Yes, of course it’s corn. It covers Iowa from Missouri to Minnesota.

Which is where we ended up last night, at a rest stop in the southwest corner of Minnesota. In all our driving in Iowa, I think 99% of the land was farms, and 99% of the farms looked like this, curving precisely at the corners to get every foot of a field packed with plants.

The most exciting things that happened yesterday were: watching a tiny fawn making frantically tiny bounds across the interstate freeway right in front of us, and a male ringnecked pheasant trying to commit suicide into Janet’s side. The fawn must have known how slow Janet is, and the pheasant was foiled by us chugging along just a hair too fast for its crazy flapping. Slow-motion wildlife/car encounters. Otherwise crossing the state in peace, I speculated on the culture of Iowa.

First, the farmers are really small businessmen (as large as their farms can be), and not farmers in the real sense. They don’t grow food. They grow, essentially, ethanol, high fructose corn syrup, and Crisco. So Iowa is rows of square counties filled with smaller squares of businesses. And small business owners intend to stay independent.

But the spirit of independence in Iowa is a very staid spirit. This, I think, is the Germanic immigrant influence. Conventional, cautious, and with a strong dash of communal feeling–also very Nordic. I’m improvising here, but I see citizens quietly serious about running their own livelihoods, and  safeguarding this way of life by being independent. Less “Give me liberty or give me death,” and more “We don’t do things that way here.” Guns yes, but never brandished.

So the overly-officious lady in the library was indeed wrong to ask me about a mask. Because I found out that the week before, Iowa’s governor had signed legislation (effective immediately) that prevents mask mandates in kindergarten through 12th grade schools, and stops cities and counties from mandating masks in businesses.

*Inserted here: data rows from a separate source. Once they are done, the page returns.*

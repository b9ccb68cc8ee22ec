//! # Pipeline Coordinator
//!
//! Runs one task through its stages, from the first stage to a terminal
//! report. The coordinator owns the timing of each stage, the fix loop and
//! the failure report; skills only talk to the agent.
//!
//! ```text
//! PipelineMachine ──stage──▶ execute() ──▶ Skill::run
//!        ▲                        │
//!        └── advance / tests_failed / fail ◀── StageOutcome | StageError
//! ```

use std::sync::Arc;
use std::time::Instant;

use chrono::Utc;
use tokio::sync::mpsc;

use crate::agent::AgentInvoker;
use crate::config::PipelineConfig;
use crate::error::StageError;
use crate::skills::{
    FastDevSkill, FastFinishSkill, FinalizerSkill, FixerSkill, ImplementerSkill, LocatorSkill,
    PlannerSkill, SimpleSkill, SkillContext, VerificationOutput, VerifierSkill,
};
use crate::state::{PipelineState, StageRecord, TaskFailure, TaskReport, TaskStore, TestRecord};

use super::classify::resolve_mode;
use super::continuation;
use super::events::{PipelineEvent, PipelineEventKind};
use super::fix_loop::FixLoop;
use super::pipeline::{PipelineMachine, Stage, TaskStatus};
use super::scheduler::TaskRequest;

/// Result of a stage that did not raise an error
#[derive(Debug, Clone, PartialEq, Eq)]
pub enum StageOutcome {
    Completed,
    /// Verification ran and left these tests failing
    TestsFailed(Vec<TestRecord>),
}

impl From<VerificationOutput> for StageOutcome {
    fn from(output: VerificationOutput) -> Self {
        let failing = output.failing();
        if failing.is_empty() {
            StageOutcome::Completed
        } else {
            StageOutcome::TestsFailed(failing)
        }
    }
}

/// Pipeline runner shared by every task
pub struct Coordinator {
    invoker: AgentInvoker,
    config: Arc<PipelineConfig>,
    event_tx: Option<mpsc::Sender<PipelineEvent>>,
    store: Option<Arc<TaskStore>>,
}

impl Coordinator {
    pub fn new(invoker: AgentInvoker, config: Arc<PipelineConfig>) -> Self {
        Self {
            invoker,
            config,
            event_tx: None,
            store: None,
        }
    }

    /// Set event channel for streaming events
    pub fn with_event_channel(mut self, tx: mpsc::Sender<PipelineEvent>) -> Self {
        self.event_tx = Some(tx);
        self
    }

    /// Persist every terminal report to the task history
    pub fn with_store(mut self, store: Arc<TaskStore>) -> Self {
        self.store = Some(store);
        self
    }

    pub fn store(&self) -> Option<&Arc<TaskStore>> {
        self.store.as_ref()
    }

    /// Emit an event
    async fn emit(&self, event: PipelineEvent) {
        if let Some(tx) = &self.event_tx {
            let _ = tx.send(event).await;
        }
    }

    /// Emit without waiting; dropped if the channel is full
    pub(crate) fn notify(&self, event: PipelineEvent) {
        if let Some(tx) = &self.event_tx {
            let _ = tx.try_send(event);
        }
    }

    /// Build the initial state for a request. The mode is fixed here.
    pub fn prepare(&self, request: TaskRequest) -> PipelineState {
        let mode = resolve_mode(request.mode, &self.config, &request.prompt);
        let mut state = PipelineState::new(
            uuid::Uuid::new_v4().to_string(),
            request.prompt,
            request
                .workspace
                .unwrap_or_else(|| self.config.workspace_root.clone()),
            request.model.unwrap_or(self.config.default_model),
            mode,
        );
        state.skills_context = request.skills_context;
        if let Some(previous) = request.previous {
            continuation::attach(&mut state, previous);
        }
        state
    }

    /// Run a task to its terminal report. Never returns early: every failure
    /// ends up in the report.
    #[tracing::instrument(skip(self, state), fields(task_id = %state.task_id, mode = %state.mode))]
    pub async fn run(&self, mut state: PipelineState) -> TaskReport {
        let ctx = SkillContext::new(&self.invoker, &self.config);
        let mut machine = PipelineMachine::new(state.mode, state.is_continuation());
        let mut fix_loop = FixLoop::new(self.config.max_fix_iterations);
        let mut failure: Option<TaskFailure> = None;

        tracing::info!(continuation = state.is_continuation(), "Task started");
        self.emit(PipelineEvent::new(PipelineEventKind::TaskStarted, &state.task_id).with_mode(state.mode))
            .await;

        let mut status = machine.start();
        while let TaskStatus::Running(stage) = status {
            self.emit(PipelineEvent::new(PipelineEventKind::StageStarted, &state.task_id).with_stage(stage))
                .await;

            let started_at = Utc::now();
            let clock = Instant::now();
            let result = self.execute(stage, &mut state, &ctx, &fix_loop).await;
            let elapsed = clock.elapsed();

            status = match result {
                Ok(StageOutcome::Completed) => {
                    tracing::info!(stage = %stage, duration_ms = elapsed.as_millis() as u64, "Stage completed");
                    state.record(StageRecord::succeeded(stage, started_at, elapsed));
                    self.emit(
                        PipelineEvent::new(PipelineEventKind::StageCompleted, &state.task_id)
                            .with_stage(stage),
                    )
                    .await;
                    machine.advance()
                }
                Ok(StageOutcome::TestsFailed(failing)) => {
                    tracing::warn!(stage = %stage, failing = failing.len(), "Tests failing");
                    state.record(StageRecord::failed(
                        stage,
                        started_at,
                        elapsed,
                        format!("{} failing test(s)", failing.len()),
                    ));
                    fix_loop.record(&failing);

                    let next = machine.tests_failed(&mut fix_loop);
                    if next == TaskStatus::Failed {
                        failure = Some(Self::failure(Some(stage), &fix_loop.exhausted()));
                    } else {
                        self.emit(
                            PipelineEvent::new(PipelineEventKind::FixIterationStarted, &state.task_id)
                                .with_stage(Stage::Fixing)
                                .with_data(serde_json::json!({
                                    "iteration": fix_loop.iterations(),
                                    "max_iterations": fix_loop.max_iterations(),
                                    "failing": failing.len(),
                                })),
                        )
                        .await;
                    }
                    next
                }
                Err(err) => {
                    tracing::error!(stage = %stage, error = %err, "Stage failed");
                    state.record(StageRecord::failed(stage, started_at, elapsed, err.to_string()));
                    self.emit(
                        PipelineEvent::new(PipelineEventKind::StageFailed, &state.task_id)
                            .with_stage(stage)
                            .with_data(serde_json::json!({ "error": err.to_string() })),
                    )
                    .await;
                    failure = Some(Self::failure(Some(stage), &err));
                    machine.fail()
                }
            };
        }

        let report = TaskReport::from_state(state, machine.status(), failure);

        if let Some(store) = &self.store {
            let store = store.clone();
            let snapshot = report.clone();
            match tokio::task::spawn_blocking(move || store.save_report(&snapshot)).await {
                Ok(Ok(())) => {}
                Ok(Err(e)) => tracing::warn!("Failed to save task report: {}", e),
                Err(e) => tracing::warn!("Task report save did not finish: {}", e),
            }
        }

        let kind = if report.succeeded() {
            PipelineEventKind::TaskSucceeded
        } else {
            PipelineEventKind::TaskFailed
        };
        self.emit(PipelineEvent::new(kind, &report.task_id).with_mode(report.mode))
            .await;
        tracing::info!(succeeded = report.succeeded(), stages = report.stages.len(), "Task finished");

        report
    }

    async fn execute(
        &self,
        stage: Stage,
        state: &mut PipelineState,
        ctx: &SkillContext<'_>,
        fix_loop: &FixLoop,
    ) -> Result<StageOutcome, StageError> {
        match stage {
            Stage::Locating => LocatorSkill::run(state, ctx).await.map(|_| StageOutcome::Completed),
            Stage::Planning => PlannerSkill::run(state, ctx).await.map(|_| StageOutcome::Completed),
            Stage::Implementing => ImplementerSkill::run(state, ctx)
                .await
                .map(|_| StageOutcome::Completed),
            Stage::Verifying => VerifierSkill::run(state, ctx).await.map(StageOutcome::from),
            Stage::Fixing => FixerSkill::run(state, ctx, fix_loop)
                .await
                .map(StageOutcome::from),
            Stage::Finalizing => FinalizerSkill::run(state, ctx)
                .await
                .map(|_| StageOutcome::Completed),
            Stage::FastDev => FastDevSkill::run(state, ctx).await.map(|_| StageOutcome::Completed),
            Stage::FastFinish => FastFinishSkill::run(state, ctx)
                .await
                .map(|_| StageOutcome::Completed),
            Stage::Simple => SimpleSkill::run(state, ctx).await.map(|_| StageOutcome::Completed),
        }
    }

    fn failure(stage: Option<Stage>, err: &StageError) -> TaskFailure {
        TaskFailure {
            stage,
            kind: err.kind().to_string(),
            error: err.to_string(),
            failing_tests: err.failing_tests().to_vec(),
        }
    }
}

Perhaps the new face-shield factory in Bloomfield had the woman over-excited, creating in her a businesslike conflict of interest.

Driving through Des Moines I saw exactly this view, which is courtesy of a DeviantArt site. The gold leaf and mini-domes are not the Anglo-style copy of St. Paul’s in London that we all think of as a capitol building. I found it referred to as 19th century modified Renaissance style. Hmm. I think Renaissance means “Not British.” I keep wanting to make Iowa all about Germans, though to be fair I did see a very Dutch area.

What I did not see was any sign whatsoever of any Latino population, or even person. I did not see a single person not of northern European descent, in any job or anywhere. I am not sure if I’ve ever experienced that while traveling. And certainly never in a highly agricultural area.

Corn to the eyeballs notwithstanding, Iowa was the first state that I noticed always had a ‘no ethanol’ gasoline choice at the pumps. I took advantage of it, because Janet prefers old school fuel.